• _Aim of the task_: Please copy exactly the lines from the top of the data through the line containing "blue in [0, 1]", and nothing else.

##### The input #####

//! Turning command-line input into colors, and colors into reports.

use std::fmt;

use anyhow::{bail, Context, Result};
use clap::ValueEnum;
use huepick_color::{
    color_as_str, hsl_to_rgb, hsv_to_rgb, rgb_as_rgb24, rgb_from_rgb24, rgb_to_hsl, ColorKey, Hsl,
    Hsv, NormalizedComponent, Rgb, Rgb24,
};
use serde::Serialize;

/// Color model of the values given on the command line.
#[derive(Debug, Clone, Copy, PartialEq, Eq, ValueEnum, Serialize)]
#[serde(rename_all = "lowercase")]
pub enum InputModel {
    /// hue, saturation, luminosity in [0, 1]
    Hsl,
    /// hue, saturation, value in [0, 1]
    Hsv,
    /// red, green, blue in [0, 1]
    Rgb,
    /// red, green, blue in [0, 255]
    Rgb24,
}

/// One color shown in every model the picker displays.
#[derive(Debug, Clone, PartialEq, Serialize)]
pub struct ColorReport {
    pub input: InputModel,
    pub rgb: Rgb,
    pub rgb24: Rgb24,
    pub hsl: Hsl,
    pub hex: String,
    pub key: ColorKey,
}

impl ColorReport {
    /// Parse three command-line values as a color in `model`.
    pub fn parse(model: InputModel, values: &[String]) -> Result<Self> {
        let [a, b, c] = values else {
            bail!("expected 3 values for {model:?}, got {}", values.len());
        };

        let report = match model {
            InputModel::Hsl => {
                let hsl = Hsl {
                    hue: strict(a)?,
                    saturation: strict(b)?,
                    luminosity: strict(c)?,
                };
                Self::build(model, hsl_to_rgb(hsl), Some(hsl))
            }
            InputModel::Hsv => {
                let hsv = Hsv {
                    hue: strict(a)?,
                    saturation: strict(b)?,
                    value: strict(c)?,
                };
                Self::build(model, hsv_to_rgb(hsv), None)
            }
            InputModel::Rgb => {
                let rgb = Rgb {
                    red: strict(a)?,
                    green: strict(b)?,
                    blue: strict(c)?,
                };
                Self::build(model, rgb, None)
            }
            InputModel::Rgb24 => {
                let rgb24 = Rgb24::new(byte(a)?, byte(b)?, byte(c)?);
                Self::build(model, rgb_from_rgb24(rgb24), None)
            }
        };
        Ok(report)
    }

    /// Derive every representation from `rgb`. An HSL input is kept as given
    /// rather than recomputed, so its hue survives for gray colors.
    pub fn build(input: InputModel, rgb: Rgb, hsl: Option<Hsl>) -> Self {
        let rgb24 = rgb_as_rgb24(rgb);
        Self {
            input,
            rgb,
            rgb24,
            hsl: hsl.unwrap_or_else(|| rgb_to_hsl(rgb)),
            hex: rgb24.to_hex(),
            key: color_as_str(&rgb),
        }
    }
}

impl fmt::Display for ColorReport {
    fn fmt(&self, f: &mut fmt::Formatter<'_>) -> fmt::Result {
        let [r, g, b] = self.rgb.to_array();
        let [r8, g8, b8] = self.rgb24.to_array();
        let [h, s, l] = self.hsl.to_array();
        writeln!(f, "rgb    {r:.4} {g:.4} {b:.4}")?;
        writeln!(f, "rgb24  {r8} {g8} {b8}")?;
        writeln!(f, "hsl    {h:.4} {s:.4} {l:.4}")?;
        writeln!(f, "hex    {}", self.hex)?;
        write!(f, "key    {}", self.key)
    }
}

/// Average of an image region.
#[derive(Debug, Clone, PartialEq, Serialize)]
pub struct AverageReport {
    pub rgba: [u8; 4],
    pub color: ColorReport,
}

impl AverageReport {
    pub fn new(rgba: [u8; 4]) -> Self {
        let [red, green, blue, _] = rgba;
        let rgb = rgb_from_rgb24(Rgb24::new(red, green, blue));
        Self {
            rgba,
            color: ColorReport::build(InputModel::Rgb24, rgb, None),
        }
    }
}

impl fmt::Display for AverageReport {
    fn fmt(&self, f: &mut fmt::Formatter<'_>) -> fmt::Result {
        let [r, g, b, a] = self.rgba;
        writeln!(f, "rgba   {r} {g} {b} {a}")?;
        write!(f, "{}", self.color)
    }
}

/// Parse a normalized component without clamping.
fn strict(value: &str) -> Result<NormalizedComponent> {
    let parsed: f64 = value
        .trim()
        .parse()
        .with_context(|| format!("{value:?} is not a number"))?;
    Ok(NormalizedComponent::try_new(parsed)?)
}

fn byte(value: &str) -> Result<u8> {
    value
        .trim()
        .parse()
        .with_context(|| format!("{value:?} is not an integer in [0, 255]"))
}

#[cfg(test)]
mod tests {
    use super::*;

    fn args(values: &[&str]) -> Vec<String> {
        values.iter().map(|v| v.to_string()).collect()
    }

    #[test]
    fn test_hsl_red() {
        let report = ColorReport::parse(InputModel::Hsl, &args(&["0", "1", "0.5"])).unwrap();
        assert_eq!(report.rgb24, Rgb24::new(255, 0, 0));
        assert_eq!(report.hex, "#ff0000");
        assert_eq!(report.key.as_str(), r#"{"blue":0.0,"green":0.0,"red":1.0}"#);
    }

    #[test]
    fn test_hsl_input_kept() {
        let report = ColorReport::parse(InputModel::Hsl, &args(&["0.3", "0", "0.5"])).unwrap();
        assert_eq!(report.hsl, Hsl::new(0.3, 0.0, 0.5));
    }

    #[test]
    fn test_hsv_white() {
        let report = ColorReport::parse(InputModel::Hsv, &args(&["0", "0", "1"])).unwrap();
        assert_eq!(report.rgb24, Rgb24::new(255, 255, 255));
        assert_eq!(report.hsl, Hsl::new(0.0, 0.0, 1.0));
    }

    #[test]
    fn test_rgb24_input() {
        let report = ColorReport::parse(InputModel::Rgb24, &args(&["255", "0", "0"])).unwrap();
        assert_eq!(report.rgb, Rgb::new(1.0, 0.0, 0.0));
    }

    #[test]
    fn test_rejects_bad_values() {
        assert!(ColorReport::parse(InputModel::Rgb, &args(&["1.2", "0", "0"])).is_err());
        assert!(ColorReport::parse(InputModel::Rgb, &args(&["NaN", "0", "0"])).is_err());
        assert!(ColorReport::parse(InputModel::Rgb24, &args(&["256", "0", "0"])).is_err());
        assert!(ColorReport::parse(InputModel::Hsl, &args(&["0", "0"])).is_err());
    }

    #[test]
    fn test_average_report() {
        let report = AverageReport::new([0, 255, 0, 128]);
        assert_eq!(report.color.rgb24, Rgb24::new(0, 255, 0));
        assert!(report.to_string().starts_with("rgba   0 255 0 128"));
    }

    #[test]
    fn test_json_shape() {
        let report = ColorReport::parse(InputModel::Rgb24, &args(&["0", "0", "255"])).unwrap();
        let json = serde_json::to_value(&report).unwrap();
        assert_eq!(json["input"], "rgb24");
        assert_eq!(json["rgb24"]["blue"], 255);
    }
}
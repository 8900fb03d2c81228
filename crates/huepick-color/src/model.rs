//! Color models: HSL, HSV, normalized RGB and 24-bit RGB.

use std::collections::{BTreeMap, HashMap};

use bytemuck::{Pod, Zeroable};
use serde::{Deserialize, Serialize};

use crate::component::{normalized_component, Component8Bit, NormalizedComponent};

/// A color whose components are all normalized.
///
/// Gives generic access to component names and values, which is what the
/// canonical key serializer works on.
pub trait NormalizedColorModel {
    /// Component name and value pairs, in no particular order.
    fn components(&self) -> Vec<(&str, NormalizedComponent)>;
}

/// Color represented with the HSL model in RGB space.
#[derive(Debug, Clone, Copy, Default, PartialEq, Eq, Serialize, Deserialize)]
pub struct Hsl {
    pub hue: NormalizedComponent,
    pub saturation: NormalizedComponent,
    pub luminosity: NormalizedComponent,
}

impl Hsl {
    /// Create an HSL color, clamping every component into `[0, 1]`.
    pub fn new(hue: f64, saturation: f64, luminosity: f64) -> Self {
        Self {
            hue: normalized_component(hue),
            saturation: normalized_component(saturation),
            luminosity: normalized_component(luminosity),
        }
    }

    pub fn to_array(self) -> [f64; 3] {
        [self.hue.get(), self.saturation.get(), self.luminosity.get()]
    }
}

impl NormalizedColorModel for Hsl {
    fn components(&self) -> Vec<(&str, NormalizedComponent)> {
        vec![
            ("hue", self.hue),
            ("saturation", self.saturation),
            ("luminosity", self.luminosity),
        ]
    }
}

/// Color represented with the HSV model in RGB space.
#[derive(Debug, Clone, Copy, Default, PartialEq, Eq, Serialize, Deserialize)]
pub struct Hsv {
    pub hue: NormalizedComponent,
    pub saturation: NormalizedComponent,
    pub value: NormalizedComponent,
}

impl Hsv {
    /// Create an HSV color, clamping every component into `[0, 1]`.
    pub fn new(hue: f64, saturation: f64, value: f64) -> Self {
        Self {
            hue: normalized_component(hue),
            saturation: normalized_component(saturation),
            value: normalized_component(value),
        }
    }

    pub fn to_array(self) -> [f64; 3] {
        [self.hue.get(), self.saturation.get(), self.value.get()]
    }
}

impl NormalizedColorModel for Hsv {
    fn components(&self) -> Vec<(&str, NormalizedComponent)> {
        vec![
            ("hue", self.hue),
            ("saturation", self.saturation),
            ("value", self.value),
        ]
    }
}

/// Color represented with the RGB model, normalized channels.
#[derive(Debug, Clone, Copy, Default, PartialEq, Eq, Serialize, Deserialize)]
pub struct Rgb {
    pub red: NormalizedComponent,
    pub green: NormalizedComponent,
    pub blue: NormalizedComponent,
}

impl Rgb {
    /// Create an RGB color, clamping every channel into `[0, 1]`.
    pub fn new(red: f64, green: f64, blue: f64) -> Self {
        Self {
            red: normalized_component(red),
            green: normalized_component(green),
            blue: normalized_component(blue),
        }
    }

    pub fn to_array(self) -> [f64; 3] {
        [self.red.get(), self.green.get(), self.blue.get()]
    }

    // Common colors
    pub const BLACK: Self = Self {
        red: NormalizedComponent::ZERO,
        green: NormalizedComponent::ZERO,
        blue: NormalizedComponent::ZERO,
    };
    pub const WHITE: Self = Self {
        red: NormalizedComponent::ONE,
        green: NormalizedComponent::ONE,
        blue: NormalizedComponent::ONE,
    };
}

impl NormalizedColorModel for Rgb {
    fn components(&self) -> Vec<(&str, NormalizedComponent)> {
        vec![
            ("red", self.red),
            ("green", self.green),
            ("blue", self.blue),
        ]
    }
}

/// True color: 8 bits per channel.
#[derive(
    Debug, Clone, Copy, Default, PartialEq, Eq, Hash, Serialize, Deserialize, Pod, Zeroable,
)]
#[repr(C)]
pub struct Rgb24 {
    pub red: Component8Bit,
    pub green: Component8Bit,
    pub blue: Component8Bit,
}

impl Rgb24 {
    pub fn new(red: u8, green: u8, blue: u8) -> Self {
        Self {
            red: red.into(),
            green: green.into(),
            blue: blue.into(),
        }
    }

    pub fn from_array([red, green, blue]: [u8; 3]) -> Self {
        Self::new(red, green, blue)
    }

    pub fn to_array(self) -> [u8; 3] {
        [self.red.get(), self.green.get(), self.blue.get()]
    }

    /// Lowercase `#rrggbb` notation.
    pub fn to_hex(self) -> String {
        format!(
            "#{:02x}{:02x}{:02x}",
            self.red.get(),
            self.green.get(),
            self.blue.get()
        )
    }
}

impl From<[u8; 3]> for Rgb24 {
    fn from(value: [u8; 3]) -> Self {
        Self::from_array(value)
    }
}

impl From<Rgb24> for [u8; 3] {
    fn from(value: Rgb24) -> Self {
        value.to_array()
    }
}

impl<S: std::hash::BuildHasher> NormalizedColorModel for HashMap<String, NormalizedComponent, S> {
    fn components(&self) -> Vec<(&str, NormalizedComponent)> {
        self.iter().map(|(name, value)| (name.as_str(), *value)).collect()
    }
}

impl NormalizedColorModel for BTreeMap<String, NormalizedComponent> {
    fn components(&self) -> Vec<(&str, NormalizedComponent)> {
        self.iter().map(|(name, value)| (name.as_str(), *value)).collect()
    }
}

#####

• _Response to the task_:
//! Turning command-line input into colors, and colors into reports.

use std::fmt;

use anyhow::{bail, Context, Result};
use clap::ValueEnum;
use huepick_color::{
    color_as_str, hsl_to_rgb, hsv_to_rgb, rgb_as_rgb24, rgb_from_rgb24, rgb_to_hsl, ColorKey, Hsl,
    Hsv, NormalizedComponent, Rgb, Rgb24,
};
use serde::Serialize;

/// Color model of the values given on the command line.
#[derive(Debug, Clone, Copy, PartialEq, Eq, ValueEnum, Serialize)]
#[serde(rename_all = "lowercase")]
pub enum InputModel {
    /// hue, saturation, luminosity in [0, 1]
    Hsl,
    /// hue, saturation, value in [0, 1]
    Hsv,
    /// red, green, blue in [0, 1]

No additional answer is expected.